▶ Instructions to follow:
Extract the lines that carry the string "watermark" from the listing.

▶ The data:
--- START ---

//! Listing database operations

use async_trait::async_trait;
use chrono::{DateTime, Utc};
use sqlx::SqlitePool;

use crate::clock;
use crate::listings::{Category, CategoryCount, Listing, ListingStore, StoreError};

const LISTING_COLUMNS: &str = "owner_id, id, title, description, price, category, contact, \
                               images_json, device_id, created_at, updated_at, is_deleted";

const REPLACE_SQL: &str = r#"
    UPDATE listings
    SET title = ?, description = ?, price = ?, category = ?, contact = ?,
        images_json = ?, device_id = ?, updated_at = ?, is_deleted = ?
    WHERE owner_id = ? AND id = ?
"#;

/// SQLite-backed listing store
#[derive(Clone)]
pub struct SqliteListingStore {
    pool: SqlitePool,
}

impl SqliteListingStore {
    pub fn new(pool: SqlitePool) -> Self {
        Self { pool }
    }

    async fn write(&self, listing: &Listing, only_active: bool) -> Result<bool, StoreError> {
        let images = encode_images(listing)?;
        let query = if only_active {
            format!("{} AND is_deleted = 0", REPLACE_SQL.trim_end())
        } else {
            REPLACE_SQL.to_string()
        };

        let result = sqlx::query(&query)
            .bind(&listing.title)
            .bind(&listing.description)
            .bind(&listing.price)
            .bind(listing.category.label())
            .bind(&listing.contact)
            .bind(&images)
            .bind(&listing.device_id)
            .bind(clock::format(listing.updated_at))
            .bind(listing.is_deleted)
            .bind(&listing.owner_id)
            .bind(&listing.id)
            .execute(&self.pool)
            .await?;

        Ok(result.rows_affected() > 0)
    }
}

#[async_trait]
impl ListingStore for SqliteListingStore {
    async fn find(&self, owner_id: &str, id: &str) -> Result<Option<Listing>, StoreError> {
        let row = sqlx::query_as::<_, ListingRow>(&format!(
            "SELECT {LISTING_COLUMNS} FROM listings WHERE owner_id = ? AND id = ?"
        ))
        .bind(owner_id)
        .bind(id)
        .fetch_optional(&self.pool)
        .await?;

        row.map(ListingRow::into_listing).transpose()
    }

    async fn insert(&self, listing: &Listing) -> Result<(), StoreError> {
        let images = encode_images(listing)?;

        sqlx::query(&format!(
            "INSERT INTO listings ({LISTING_COLUMNS}) VALUES (?, ?, ?, ?, ?, ?, ?, ?, ?, ?, ?, ?)"
        ))
        .bind(&listing.owner_id)
        .bind(&listing.id)
        .bind(&listing.title)
        .bind(&listing.description)
        .bind(&listing.price)
        .bind(listing.category.label())
        .bind(&listing.contact)
        .bind(&images)
        .bind(&listing.device_id)
        .bind(clock::format(listing.created_at))
        .bind(clock::format(listing.updated_at))
        .bind(listing.is_deleted)
        .execute(&self.pool)
        .await?;

        Ok(())
    }

    async fn replace(&self, listing: &Listing) -> Result<bool, StoreError> {
        self.write(listing, false).await
    }

    async fn replace_active(&self, listing: &Listing) -> Result<bool, StoreError> {
        self.write(listing, true).await
    }

    async fn mark_deleted(
        &self,
        owner_id: &str,
        id: &str,
        at: DateTime<Utc>,
    ) -> Result<bool, StoreError> {
        let result = sqlx::query(
            "UPDATE listings SET is_deleted = 1, updated_at = ? WHERE owner_id = ? AND id = ?",
        )
        .bind(clock::format(at))
        .bind(owner_id)
        .bind(id)
        .execute(&self.pool)
        .await?;

        Ok(result.rows_affected() > 0)
    }

    async fn list_active(
        &self,
        owner_id: &str,
        modified_since: Option<DateTime<Utc>>,
        limit: i64,
    ) -> Result<Vec<Listing>, StoreError> {
        let since = modified_since.map(clock::format);

        let rows = sqlx::query_as::<_, ListingRow>(&format!(
            r#"
            SELECT {LISTING_COLUMNS}
            FROM listings
            WHERE owner_id = ? AND is_deleted = 0 AND (? IS NULL OR updated_at > ?)
            ORDER BY created_at DESC
            LIMIT ?
            "#
        ))
        .bind(owner_id)
        .bind(&since)
        .bind(&since)
        .bind(limit)
        .fetch_all(&self.pool)
        .await?;

        rows.into_iter().map(ListingRow::into_listing).collect()
    }

    async fn changed_since(
        &self,
        owner_id: &str,
        watermark: DateTime<Utc>,
    ) -> Result<Vec<Listing>, StoreError> {
        let rows = sqlx::query_as::<_, ListingRow>(&format!(
            r#"
            SELECT {LISTING_COLUMNS}
            FROM listings
            WHERE owner_id = ? AND updated_at > ?
            ORDER BY updated_at DESC
            "#
        ))
        .bind(owner_id)
        .bind(clock::format(watermark))
        .fetch_all(&self.pool)
        .await?;

        rows.into_iter().map(ListingRow::into_listing).collect()
    }

    async fn count_by_category(&self, owner_id: &str) -> Result<Vec<CategoryCount>, StoreError> {
        let rows: Vec<(String, i64)> = sqlx::query_as(
            r#"
            SELECT category, COUNT(*)
            FROM listings
            WHERE owner_id = ? AND is_deleted = 0
            GROUP BY category
            ORDER BY COUNT(*) DESC, category ASC
            "#,
        )
        .bind(owner_id)
        .fetch_all(&self.pool)
        .await?;

        rows.into_iter()
            .map(|(category, count)| -> Result<CategoryCount, StoreError> {
                let category = category.parse::<Category>().map_err(|_| StoreError::Corrupt {
                    id: owner_id.to_string(),
                    reason: format!("unknown category {category}"),
                })?;
                Ok(CategoryCount { category, count })
            })
            .collect()
    }

    async fn ping(&self) -> Result<(), StoreError> {
        sqlx::query("SELECT 1").execute(&self.pool).await?;
        Ok(())
    }
}

fn encode_images(listing: &Listing) -> Result<String, StoreError> {
    serde_json::to_string(&listing.images).map_err(|e| StoreError::Corrupt {
        id: listing.id.clone(),
        reason: e.to_string(),
    })
}

#[derive(sqlx::FromRow)]
struct ListingRow {
    owner_id: String,
    id: String,
    title: String,
    description: String,
    price: String,
    category: String,
    contact: String,
    images_json: String,
    device_id: String,
    created_at: String,
    updated_at: String,
    is_deleted: bool,
}

impl ListingRow {
    fn into_listing(self) -> Result<Listing, StoreError> {
        let corrupt = |reason: String| StoreError::Corrupt {
            id: self.id.clone(),
            reason,
        };

        let category = self.category.parse::<Category>().map_err(|e| corrupt(format!("{e}")))?;
        let images = serde_json::from_str(&self.images_json).map_err(|e| corrupt(e.to_string()))?;
        let created_at = clock::parse(&self.created_at).map_err(|e| corrupt(e.to_string()))?;
        let updated_at = clock::parse(&self.updated_at).map_err(|e| corrupt(e.to_string()))?;

        Ok(Listing {
            id: self.id,
            owner_id: self.owner_id,
            device_id: self.device_id,
            title: self.title,
            description: self.description,
            price: self.price,
            category,
            contact: self.contact,
            images,
            created_at,
            updated_at,
            is_deleted: self.is_deleted,
        })
    }
}
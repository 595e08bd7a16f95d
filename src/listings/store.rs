//! Record store abstraction
//!
//! The sync engine and the CRUD service only see this trait. The SQLite
//! implementation lives in `crate::db`.

use async_trait::async_trait;
use chrono::{DateTime, Utc};
use thiserror::Error;

use super::types::{CategoryCount, Listing};

/// Record store failures
#[derive(Debug, Error)]
pub enum StoreError {
    /// The (owner, id) pair is already taken
    #[error("listing already exists")]
    Duplicate,

    /// The store cannot be reached at all
    #[error("store unavailable: {0}")]
    Unavailable(String),

    #[error("corrupt listing {id}: {reason}")]
    Corrupt { id: String, reason: String },

    #[error("database error: {0}")]
    Database(sqlx::Error),
}

impl StoreError {
    /// Whether the failure means the store itself is unreachable
    pub fn is_unavailable(&self) -> bool {
        matches!(self, StoreError::Unavailable(_))
    }
}

impl From<sqlx::Error> for StoreError {
    fn from(err: sqlx::Error) -> Self {
        match err {
            sqlx::Error::Database(ref db_err) if db_err.is_unique_violation() => {
                StoreError::Duplicate
            }
            sqlx::Error::PoolTimedOut
            | sqlx::Error::PoolClosed
            | sqlx::Error::WorkerCrashed
            | sqlx::Error::Io(_) => StoreError::Unavailable(err.to_string()),
            other => StoreError::Database(other),
        }
    }
}

/// Keyed storage for listings
///
/// Every method is scoped to a single owner; a listing is addressed by the
/// `(owner_id, id)` pair.
#[async_trait]
pub trait ListingStore: Send + Sync {
    /// Point lookup, including soft-deleted listings
    async fn find(&self, owner_id: &str, id: &str) -> Result<Option<Listing>, StoreError>;

    /// Insert a new listing; `StoreError::Duplicate` if the key is taken
    async fn insert(&self, listing: &Listing) -> Result<(), StoreError>;

    /// Overwrite a listing by key regardless of its delete flag
    async fn replace(&self, listing: &Listing) -> Result<bool, StoreError>;

    /// Overwrite a listing by key only while it is not deleted
    async fn replace_active(&self, listing: &Listing) -> Result<bool, StoreError>;

    /// Set the delete flag and re-stamp the listing
    async fn mark_deleted(
        &self,
        owner_id: &str,
        id: &str,
        at: DateTime<Utc>,
    ) -> Result<bool, StoreError>;

    /// Non-deleted listings, newest created first
    async fn list_active(
        &self,
        owner_id: &str,
        modified_since: Option<DateTime<Utc>>,
        limit: i64,
    ) -> Result<Vec<Listing>, StoreError>;

    /// Every listing (deleted or not) modified strictly after `watermark`,
    /// newest modification first
    async fn changed_since(
        &self,
        owner_id: &str,
        watermark: DateTime<Utc>,
    ) -> Result<Vec<Listing>, StoreError>;

    /// Active listing counts grouped by category
    async fn count_by_category(&self, owner_id: &str) -> Result<Vec<CategoryCount>, StoreError>;

    /// Connectivity probe
    async fn ping(&self) -> Result<(), StoreError>;
}
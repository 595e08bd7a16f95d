//! Database module for SQLite persistence
//!
//! Handles listing records and device registrations.

mod devices;
mod listings;
mod schema;

pub use devices::*;
pub use listings::*;
pub use schema::*;

use sqlx::sqlite::{SqliteConnectOptions, SqlitePool, SqlitePoolOptions};
use std::str::FromStr;

use crate::config::DatabaseConfig;
use crate::error::Result;

/// Create a new database connection pool
pub async fn create_pool(config: &DatabaseConfig) -> Result<SqlitePool> {
    let options = SqliteConnectOptions::from_str(&config.url)?
        .create_if_missing(true)
        .journal_mode(sqlx::sqlite::SqliteJournalMode::Wal)
        .synchronous(sqlx::sqlite::SqliteSynchronous::Normal);

    let pool = SqlitePoolOptions::new()
        .max_connections(config.max_connections)
        .connect_with(options)
        .await?;

    initialize_schema(&pool).await?;

    Ok(pool)
}

#[cfg(test)]
pub(crate) async fn test_pool() -> SqlitePool {
    // One connection: every in-memory connection is its own database
    let pool = SqlitePoolOptions::new()
        .max_connections(1)
        .connect("sqlite::memory:")
        .await
        .unwrap();
    initialize_schema(&pool).await.unwrap();
    pool
}

#[cfg(test)]
pub(crate) async fn test_store() -> std::sync::Arc<dyn crate::listings::ListingStore> {
    std::sync::Arc::new(SqliteListingStore::new(test_pool().await))
}
//! Router assembly

use axum::{
    extract::DefaultBodyLimit,
    http::{HeaderValue, Method, StatusCode, Uri},
    middleware,
    response::IntoResponse,
    routing::get,
    Json, Router,
};
use serde_json::json;
use tower_http::cors::{AllowOrigin, Any, CorsLayer};
use tower_http::trace::TraceLayer;

use crate::auth::require_auth;
use crate::config::ServerConfig;
use crate::rate_limit::limit_requests;
use crate::routes::{advertisements, health};
use crate::state::AppState;

/// Build the full application router
pub fn build_router(state: AppState) -> Router {
    let server = state.config().server.clone();

    let protected = advertisements::router()
        .route_layer(middleware::from_fn_with_state(state.clone(), require_auth));

    let api = Router::new()
        .route("/health", get(health::health_check))
        .nest("/advertisements", protected)
        .layer(middleware::from_fn_with_state(state.clone(), limit_requests));

    Router::new()
        .route("/", get(health::index))
        .route("/health", get(health::health_check))
        .nest("/api", api)
        .fallback(not_found)
        .layer(DefaultBodyLimit::max(server.body_limit_bytes))
        .layer(TraceLayer::new_for_http())
        .layer(cors_layer(&server))
        .with_state(state)
}

fn cors_layer(server: &ServerConfig) -> CorsLayer {
    let origins: Vec<HeaderValue> = server
        .cors_allowed_origins
        .iter()
        .filter_map(|origin| match HeaderValue::from_str(origin) {
            Ok(value) => Some(value),
            Err(_) => {
                tracing::warn!("Ignoring invalid CORS origin: {}", origin);
                None
            }
        })
        .collect();

    let allow_origin = if origins.is_empty() {
        AllowOrigin::from(Any)
    } else {
        AllowOrigin::list(origins)
    };

    CorsLayer::new()
        .allow_origin(allow_origin)
        .allow_methods(Any)
        .allow_headers(Any)
}

async fn not_found(method: Method, uri: Uri) -> impl IntoResponse {
    (
        StatusCode::NOT_FOUND,
        Json(json!({
            "error": "Endpoint not found",
            "path": uri.path(),
            "method": method.as_str(),
        })),
    )
}
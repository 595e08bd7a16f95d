//! Device registration database operations

use std::fmt;
use std::str::FromStr;

use chrono::{DateTime, Utc};
use serde::{Deserialize, Serialize};
use sqlx::SqlitePool;

use crate::clock;
use crate::error::{AppError, Result};

/// Client platform tag
#[derive(Debug, Clone, Copy, Default, PartialEq, Eq, Serialize, Deserialize)]
#[serde(rename_all = "lowercase")]
pub enum Platform {
    Ios,
    #[default]
    Android,
    Web,
}

impl Platform {
    pub fn as_str(self) -> &'static str {
        match self {
            Platform::Ios => "ios",
            Platform::Android => "android",
            Platform::Web => "web",
        }
    }
}

impl fmt::Display for Platform {
    fn fmt(&self, f: &mut fmt::Formatter<'_>) -> fmt::Result {
        f.write_str(self.as_str())
    }
}

impl FromStr for Platform {
    type Err = AppError;

    fn from_str(s: &str) -> Result<Self> {
        match s.to_ascii_lowercase().as_str() {
            "ios" => Ok(Platform::Ios),
            "android" => Ok(Platform::Android),
            "web" => Ok(Platform::Web),
            other => Err(AppError::invalid_input(format!("Unknown platform: {other}"))),
        }
    }
}

/// Device record
#[derive(Debug, Clone, Serialize, Deserialize, sqlx::FromRow)]
pub struct Device {
    pub device_id: String,
    pub user_id: String,
    pub device_name: String,
    pub platform: String,
    pub last_sync: String,
    pub is_active: bool,
    pub created_at: String,
    pub updated_at: String,
}

/// Device repository
pub struct DeviceRepository<'a> {
    pool: &'a SqlitePool,
}

impl<'a> DeviceRepository<'a> {
    pub fn new(pool: &'a SqlitePool) -> Self {
        Self { pool }
    }

    /// Get a device by id
    pub async fn get(&self, device_id: &str) -> Result<Option<Device>> {
        let device = sqlx::query_as::<_, Device>(
            r#"
            SELECT device_id, user_id, device_name, platform, last_sync,
                   is_active, created_at, updated_at
            FROM devices
            WHERE device_id = ?
            "#,
        )
        .bind(device_id)
        .fetch_optional(self.pool)
        .await?;

        Ok(device)
    }

    /// Register a device or refresh its owner, platform and last-seen time
    pub async fn upsert(
        &self,
        device_id: &str,
        user_id: &str,
        platform: Platform,
        seen_at: DateTime<Utc>,
    ) -> Result<Device> {
        let now = clock::format(seen_at);

        sqlx::query(
            r#"
            INSERT INTO devices (device_id, user_id, platform, last_sync, created_at, updated_at)
            VALUES (?, ?, ?, ?, ?, ?)
            ON CONFLICT(device_id) DO UPDATE SET
                user_id = excluded.user_id,
                platform = excluded.platform,
                last_sync = excluded.last_sync,
                is_active = 1,
                updated_at = excluded.updated_at
            "#,
        )
        .bind(device_id)
        .bind(user_id)
        .bind(platform.as_str())
        .bind(&now)
        .bind(&now)
        .bind(&now)
        .execute(self.pool)
        .await?;

        self.get(device_id)
            .await?
            .ok_or_else(|| AppError::Internal("Failed to fetch upserted device".to_string()))
    }
}

#[cfg(test)]
mod tests {
    use super::*;
    use crate::db::test_pool;

    #[tokio::test]
    async fn test_upsert_refreshes_last_sync() {
        let pool = test_pool().await;
        let repo = DeviceRepository::new(&pool);

        let first = repo
            .upsert(
                "device-1",
                "owner-1",
                Platform::Android,
                clock::parse("2024-01-01T00:00:00Z").unwrap(),
            )
            .await
            .unwrap();
        assert_eq!(first.device_name, "Dispositivo Móvel");
        assert_eq!(first.platform, "android");

        let second = repo
            .upsert(
                "device-1",
                "owner-1",
                Platform::Ios,
                clock::parse("2024-01-05T00:00:00Z").unwrap(),
            )
            .await
            .unwrap();
        assert_eq!(second.platform, "ios");
        assert_eq!(second.created_at, first.created_at);
        assert!(second.last_sync > first.last_sync);
    }

    #[test]
    fn test_platform_parse() {
        assert_eq!("iOS".parse::<Platform>().unwrap(), Platform::Ios);
        assert!("symbian".parse::<Platform>().is_err());
    }
}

--- END ---

▶ Solved problem:
        watermark: DateTime<Utc>,
        .bind(clock::format(watermark))
    /// Every listing (deleted or not) modified strictly after `watermark`,
        watermark: DateTime<Utc>,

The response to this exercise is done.